▸ **Directions**
The span to repeat in the listing below runs from the line containing "filename src/cli.rs" to the line containing "Suppress non-essential output", inclusive. Repeat it exactly, and only it.

▸ **Dataset**
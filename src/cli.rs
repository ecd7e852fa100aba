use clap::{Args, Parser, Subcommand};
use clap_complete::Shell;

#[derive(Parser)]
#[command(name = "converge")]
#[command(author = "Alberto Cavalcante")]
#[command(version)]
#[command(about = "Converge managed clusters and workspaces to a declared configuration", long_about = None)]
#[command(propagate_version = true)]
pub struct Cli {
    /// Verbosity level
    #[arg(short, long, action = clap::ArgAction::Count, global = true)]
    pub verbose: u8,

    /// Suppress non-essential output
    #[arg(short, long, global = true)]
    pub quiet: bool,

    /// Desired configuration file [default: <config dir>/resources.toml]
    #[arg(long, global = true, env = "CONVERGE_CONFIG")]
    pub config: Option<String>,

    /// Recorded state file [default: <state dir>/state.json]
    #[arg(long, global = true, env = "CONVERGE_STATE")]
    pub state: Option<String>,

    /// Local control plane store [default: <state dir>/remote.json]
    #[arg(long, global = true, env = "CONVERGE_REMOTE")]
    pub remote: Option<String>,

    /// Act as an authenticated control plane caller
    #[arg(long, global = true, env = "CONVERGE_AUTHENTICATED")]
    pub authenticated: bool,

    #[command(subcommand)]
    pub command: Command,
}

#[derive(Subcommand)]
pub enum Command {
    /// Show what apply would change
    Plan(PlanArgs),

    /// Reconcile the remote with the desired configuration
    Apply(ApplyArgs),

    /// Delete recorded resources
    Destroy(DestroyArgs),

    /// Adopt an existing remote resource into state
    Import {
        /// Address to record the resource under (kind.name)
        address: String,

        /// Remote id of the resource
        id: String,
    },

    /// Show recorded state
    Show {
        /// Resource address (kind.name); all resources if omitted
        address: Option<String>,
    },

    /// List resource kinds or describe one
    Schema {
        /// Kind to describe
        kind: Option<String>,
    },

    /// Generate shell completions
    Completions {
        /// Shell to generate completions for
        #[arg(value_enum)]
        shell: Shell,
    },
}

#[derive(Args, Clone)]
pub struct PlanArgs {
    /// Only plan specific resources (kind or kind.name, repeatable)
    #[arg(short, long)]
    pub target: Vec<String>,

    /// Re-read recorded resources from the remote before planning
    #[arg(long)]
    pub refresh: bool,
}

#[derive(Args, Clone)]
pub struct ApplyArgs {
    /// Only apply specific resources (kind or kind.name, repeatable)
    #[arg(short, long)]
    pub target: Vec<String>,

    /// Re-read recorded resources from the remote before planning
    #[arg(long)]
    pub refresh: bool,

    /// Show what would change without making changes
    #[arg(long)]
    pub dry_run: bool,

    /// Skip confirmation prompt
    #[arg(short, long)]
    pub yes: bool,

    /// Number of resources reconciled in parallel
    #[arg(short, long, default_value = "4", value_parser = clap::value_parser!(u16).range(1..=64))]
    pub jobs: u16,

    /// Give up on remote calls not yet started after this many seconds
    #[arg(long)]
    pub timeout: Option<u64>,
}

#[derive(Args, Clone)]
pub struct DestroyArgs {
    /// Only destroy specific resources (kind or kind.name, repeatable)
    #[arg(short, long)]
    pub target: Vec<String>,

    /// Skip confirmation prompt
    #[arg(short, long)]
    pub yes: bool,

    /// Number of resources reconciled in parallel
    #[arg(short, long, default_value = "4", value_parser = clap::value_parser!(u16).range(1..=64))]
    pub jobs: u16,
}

==

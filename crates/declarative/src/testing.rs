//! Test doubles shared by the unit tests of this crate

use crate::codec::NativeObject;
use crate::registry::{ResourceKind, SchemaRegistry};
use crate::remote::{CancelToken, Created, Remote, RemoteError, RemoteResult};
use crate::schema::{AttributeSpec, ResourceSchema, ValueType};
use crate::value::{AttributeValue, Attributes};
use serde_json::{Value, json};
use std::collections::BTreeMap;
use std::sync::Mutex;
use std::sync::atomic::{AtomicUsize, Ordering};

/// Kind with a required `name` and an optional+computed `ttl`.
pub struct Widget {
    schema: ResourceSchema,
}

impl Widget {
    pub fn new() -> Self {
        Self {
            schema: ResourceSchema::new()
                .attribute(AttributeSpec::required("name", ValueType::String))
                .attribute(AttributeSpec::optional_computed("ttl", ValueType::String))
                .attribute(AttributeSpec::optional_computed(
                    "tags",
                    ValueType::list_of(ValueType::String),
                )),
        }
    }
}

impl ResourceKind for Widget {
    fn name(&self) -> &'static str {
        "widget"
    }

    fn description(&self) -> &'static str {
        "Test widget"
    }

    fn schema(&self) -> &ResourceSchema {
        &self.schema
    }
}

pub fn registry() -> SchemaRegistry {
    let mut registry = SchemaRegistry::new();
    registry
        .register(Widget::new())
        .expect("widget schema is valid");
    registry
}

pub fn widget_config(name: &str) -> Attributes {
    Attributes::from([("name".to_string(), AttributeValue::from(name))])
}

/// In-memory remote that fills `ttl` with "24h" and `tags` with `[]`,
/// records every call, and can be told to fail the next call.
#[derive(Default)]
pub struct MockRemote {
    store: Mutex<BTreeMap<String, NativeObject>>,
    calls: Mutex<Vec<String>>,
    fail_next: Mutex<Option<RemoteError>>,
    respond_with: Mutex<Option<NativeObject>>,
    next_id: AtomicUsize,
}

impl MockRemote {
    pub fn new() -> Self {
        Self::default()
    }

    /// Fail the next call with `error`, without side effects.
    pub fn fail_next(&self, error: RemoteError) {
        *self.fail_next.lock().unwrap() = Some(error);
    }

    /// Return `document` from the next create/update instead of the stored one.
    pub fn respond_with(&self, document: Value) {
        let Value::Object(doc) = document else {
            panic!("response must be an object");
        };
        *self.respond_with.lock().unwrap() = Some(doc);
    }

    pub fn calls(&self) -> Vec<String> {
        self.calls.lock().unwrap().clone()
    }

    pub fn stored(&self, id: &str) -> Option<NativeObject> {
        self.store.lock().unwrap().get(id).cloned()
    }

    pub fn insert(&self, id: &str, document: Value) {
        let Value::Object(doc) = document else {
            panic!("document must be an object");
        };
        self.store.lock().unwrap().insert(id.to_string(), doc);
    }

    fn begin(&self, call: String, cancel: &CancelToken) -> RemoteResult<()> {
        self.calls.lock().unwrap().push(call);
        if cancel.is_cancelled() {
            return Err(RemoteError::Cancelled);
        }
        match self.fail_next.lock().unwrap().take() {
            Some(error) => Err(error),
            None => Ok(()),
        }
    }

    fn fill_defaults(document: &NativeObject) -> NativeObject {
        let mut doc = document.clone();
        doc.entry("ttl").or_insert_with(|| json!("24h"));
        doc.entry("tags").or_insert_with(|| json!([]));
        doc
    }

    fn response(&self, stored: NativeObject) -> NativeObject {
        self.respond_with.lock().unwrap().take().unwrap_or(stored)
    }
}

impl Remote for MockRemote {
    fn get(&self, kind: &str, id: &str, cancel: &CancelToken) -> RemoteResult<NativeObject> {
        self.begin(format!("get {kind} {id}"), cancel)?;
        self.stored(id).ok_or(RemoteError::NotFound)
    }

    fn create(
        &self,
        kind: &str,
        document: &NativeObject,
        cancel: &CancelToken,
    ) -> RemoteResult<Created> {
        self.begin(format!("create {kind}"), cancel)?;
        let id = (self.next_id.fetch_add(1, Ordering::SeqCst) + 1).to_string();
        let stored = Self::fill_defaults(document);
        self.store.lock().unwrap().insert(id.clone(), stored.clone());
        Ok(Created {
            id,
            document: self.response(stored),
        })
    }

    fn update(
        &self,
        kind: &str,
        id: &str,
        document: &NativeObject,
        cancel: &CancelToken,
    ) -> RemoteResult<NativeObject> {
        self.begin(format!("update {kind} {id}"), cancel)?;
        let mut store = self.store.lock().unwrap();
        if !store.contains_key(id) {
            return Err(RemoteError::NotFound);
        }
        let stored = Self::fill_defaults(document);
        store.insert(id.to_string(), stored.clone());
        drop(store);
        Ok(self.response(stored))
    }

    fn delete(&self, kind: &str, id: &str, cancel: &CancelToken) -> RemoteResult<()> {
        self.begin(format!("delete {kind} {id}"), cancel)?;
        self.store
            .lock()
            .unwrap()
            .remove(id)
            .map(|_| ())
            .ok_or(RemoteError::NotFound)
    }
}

▸ **Task answer**
filename src/cli.rs
repository ecd7e852fa100aba
use clap::{Args, Parser, Subcommand};
use clap_complete::Shell;

#[derive(Parser)]
#[command(name = "converge")]
#[command(author = "Alberto Cavalcante")]
#[command(version)]
#[command(about = "Converge managed clusters and workspaces to a declared configuration", long_about = None)]
#[command(propagate_version = true)]
pub struct Cli {
    /// Verbosity level
    #[arg(short, long, action = clap::ArgAction::Count, global = true)]
    pub verbose: u8,

    /// Suppress non-essential output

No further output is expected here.